As I prepared for my first meeting, my friends stayed loving, yet supportively, silent. Half of them were confused, half bemused (hey, there’s that black and white thing again). Before the majority of them even knew I’d stopped drinking, I’d been introducing myself as an alcoholic to a room of 20 people, 5 times a week.

I won’t mention the name of the group I attended, although I’m sure many can guess. It’s a bit like saying ‘macbeth’ in a theatre – every one knows it’s an unnecessary censorship, but we adhere to it anyway, out of respect.

Sobriety with passion

I threw myself into sobriety with the same passion I’d put into partying just months before. I even wrote a chapbook and performed spoken word about being clean and sober. Instead of love letters to alcohol, I was writing poems to the lack of it. Even when parts of it didn’t feel sincere, I simply told myself that it was all part of the problem.

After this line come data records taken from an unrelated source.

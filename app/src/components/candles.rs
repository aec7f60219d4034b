use dioxus::prelude::*;

use birthday_core::{ItemView, color_to_hex};

#[component]
pub fn Candles(views: Vec<ItemView>) -> Element {
    rsx! {
        div { class: "candles",
            for view in views {
                Candle { key: "{view.index}", view }
            }
        }
    }
}

#[component]
fn Candle(view: ItemView) -> Element {
    let body = color_to_hex(&view.color);
    let delay = format!("{:.1}s", view.delay_secs);

    rsx! {
        div {
            class: if view.revealed { "candle lit" } else { "candle" },
            style: "animation-delay: {delay}; transition-delay: {delay};",
            if view.revealed {
                div { class: "flame" }
            }
            div { class: "wick" }
            div { class: "candle-body", style: "background-color: {body};" }
        }
    }
}
//! Browser audio backend
//!
//! One `HtmlAudioElement` per playback. The element's `ended` event writes the
//! playback id into a signal the card forwards to the sequencer.

use dioxus::prelude::*;
use wasm_bindgen::JsCast;
use wasm_bindgen::closure::Closure;
use wasm_bindgen_futures::JsFuture;
use web_sys::HtmlAudioElement;

use birthday_core::{AudioPlayer, PlaybackId, SoundId};

pub struct WebAudio {
    element: Option<HtmlAudioElement>,
    on_ended: Option<Closure<dyn FnMut()>>,
    finished: Signal<Option<PlaybackId>>,
}

impl WebAudio {
    pub fn new(finished: Signal<Option<PlaybackId>>) -> Self {
        Self {
            element: None,
            on_ended: None,
            finished,
        }
    }
}

impl AudioPlayer for WebAudio {
    fn play(&mut self, playback: PlaybackId, sound: SoundId) {
        self.stop();

        let element = match HtmlAudioElement::new_with_src(sound.asset_path()) {
            Ok(element) => element,
            Err(err) => {
                tracing::warn!(?err, sound = sound.key(), "Failed to create audio element");
                return;
            }
        };

        let mut finished = self.finished;
        let on_ended = Closure::<dyn FnMut()>::new(move || {
            // Signal may already be dropped if the card unmounted
            let _ = finished.try_write().map(|mut w| *w = Some(playback));
        });
        let _ = element.add_event_listener_with_callback("ended", on_ended.as_ref().unchecked_ref());

        match element.play() {
            Ok(promise) => {
                let key = sound.key();
                wasm_bindgen_futures::spawn_local(async move {
                    // Autoplay policies reject here; the reveal carries on silently
                    if let Err(err) = JsFuture::from(promise).await {
                        tracing::warn!(?err, sound = key, "Audio playback rejected");
                    }
                });
            }
            Err(err) => tracing::warn!(?err, sound = sound.key(), "Audio playback failed"),
        }

        self.element = Some(element);
        self.on_ended = Some(on_ended);
    }

    fn stop(&mut self) {
        let Some(element) = self.element.take() else {
            return;
        };

        let _ = element.pause();
        element.set_current_time(0.0);

        if let Some(on_ended) = self.on_ended.take() {
            let _ = element
                .remove_event_listener_with_callback("ended", on_ended.as_ref().unchecked_ref());
        }
    }
}
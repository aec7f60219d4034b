//! Audio player seam
//!
//! The sequencer drives playback through [`AudioPlayer`]; it never decodes or
//! outputs audio itself. Completion flows back through
//! `Sequencer::on_playback_finished`, tagged with the [`PlaybackId`] handed
//! out at `play` time so stale notifications can be told apart.

use tokio::sync::mpsc;

use birthday_types::SoundId;

/// Identifies one call to [`AudioPlayer::play`].
#[derive(Debug, Clone, Copy, PartialEq, Eq, Hash, PartialOrd, Ord, Default)]
pub struct PlaybackId(u64);

impl PlaybackId {
    pub fn new(raw: u64) -> Self {
        Self(raw)
    }

    pub fn get(self) -> u64 {
        self.0
    }

    /// The id following this one
    pub fn next(self) -> Self {
        Self(self.0 + 1)
    }
}

/// Plays one clip at a time.
///
/// Implementations must report natural completion of a playback exactly once
/// and must never report completion for a playback ended by [`stop`].
///
/// [`stop`]: AudioPlayer::stop
pub trait AudioPlayer {
    /// Start `sound` from the beginning. Implies `stop()` of any current clip.
    fn play(&mut self, playback: PlaybackId, sound: SoundId);

    /// Halt the current clip, if any.
    fn stop(&mut self);
}

/// Requests forwarded to an out-of-process or out-of-task audio backend
#[derive(Debug, Clone, PartialEq, Eq)]
pub enum AudioEvent {
    Play { playback: PlaybackId, sound: SoundId },
    Stop,
}

/// Sender half used by [`ChannelAudio`]
pub type AudioSender = mpsc::UnboundedSender<AudioEvent>;

/// [`AudioPlayer`] that forwards every request over a channel.
///
/// The receiving backend owns decoding and output, and reports completion
/// back to whoever drives the sequencer.
#[derive(Debug, Clone)]
pub struct ChannelAudio {
    tx: AudioSender,
}

impl ChannelAudio {
    pub fn new(tx: AudioSender) -> Self {
        Self { tx }
    }

    fn send(&self, event: AudioEvent) {
        if self.tx.send(event).is_err() {
            tracing::debug!("Audio backend gone, dropping request");
        }
    }
}

impl AudioPlayer for ChannelAudio {
    fn play(&mut self, playback: PlaybackId, sound: SoundId) {
        self.send(AudioEvent::Play { playback, sound });
    }

    fn stop(&mut self) {
        self.send(AudioEvent::Stop);
    }
}

/// Create a channel-backed player and the receiver its backend listens on.
pub fn create_audio_channel() -> (ChannelAudio, mpsc::UnboundedReceiver<AudioEvent>) {
    let (tx, rx) = mpsc::unbounded_channel();
    (ChannelAudio::new(tx), rx)
}
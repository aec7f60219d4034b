mod balloons;
mod candles;
mod confetti;
mod sound_select;

pub use balloons::Balloons;
pub use candles::Candles;
pub use confetti::{ConfettiCanvas, ConfettiControl};
pub use sound_select::SoundSelect;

God, grant me the serenity,

to accept the fact that I feel the need to label myself,

to change the things I need to fit,

and figure out a way to not look like a fraud.

Honestly, looking back on my behaviour now, more than a year later, it’s too easy to claim that I was going through an identity crisis. I was bored. Bored with university, with my relationship and my lifestyle. Surrounding myself with spiritual people with back stories so radical that Gillian Flynn couldn’t make them up certainly did make my evenings more interesting. I’d never seen a room full of people cry as one, outside of a crematorium. I never knew what 30 people laughing raucously as a wife and mother spoke about shitting herself at a swimming pool sounded like. I hadn’t known that church-going, completely sane members of the W.I could lose their shit just like I did when I came off my meds.

Was it simply something to do? Or did I really hit some metaphorical rock bottom and find myself where I needed to be?

For once, I’m not going to give myself a grand answer. Sometimes in life, we just do things. Good, bad, in between, whatever. Not everything has to be a symptom, a rock bottom, or a warning sign.

My six months sober were the equivalent of a gap year for a trust fund kid – enlightening. Sitting in an old sports hall in a seaside town, surrounded by ex-cons and middle class mothers, I managed to find my slice of grey in the world of black and white.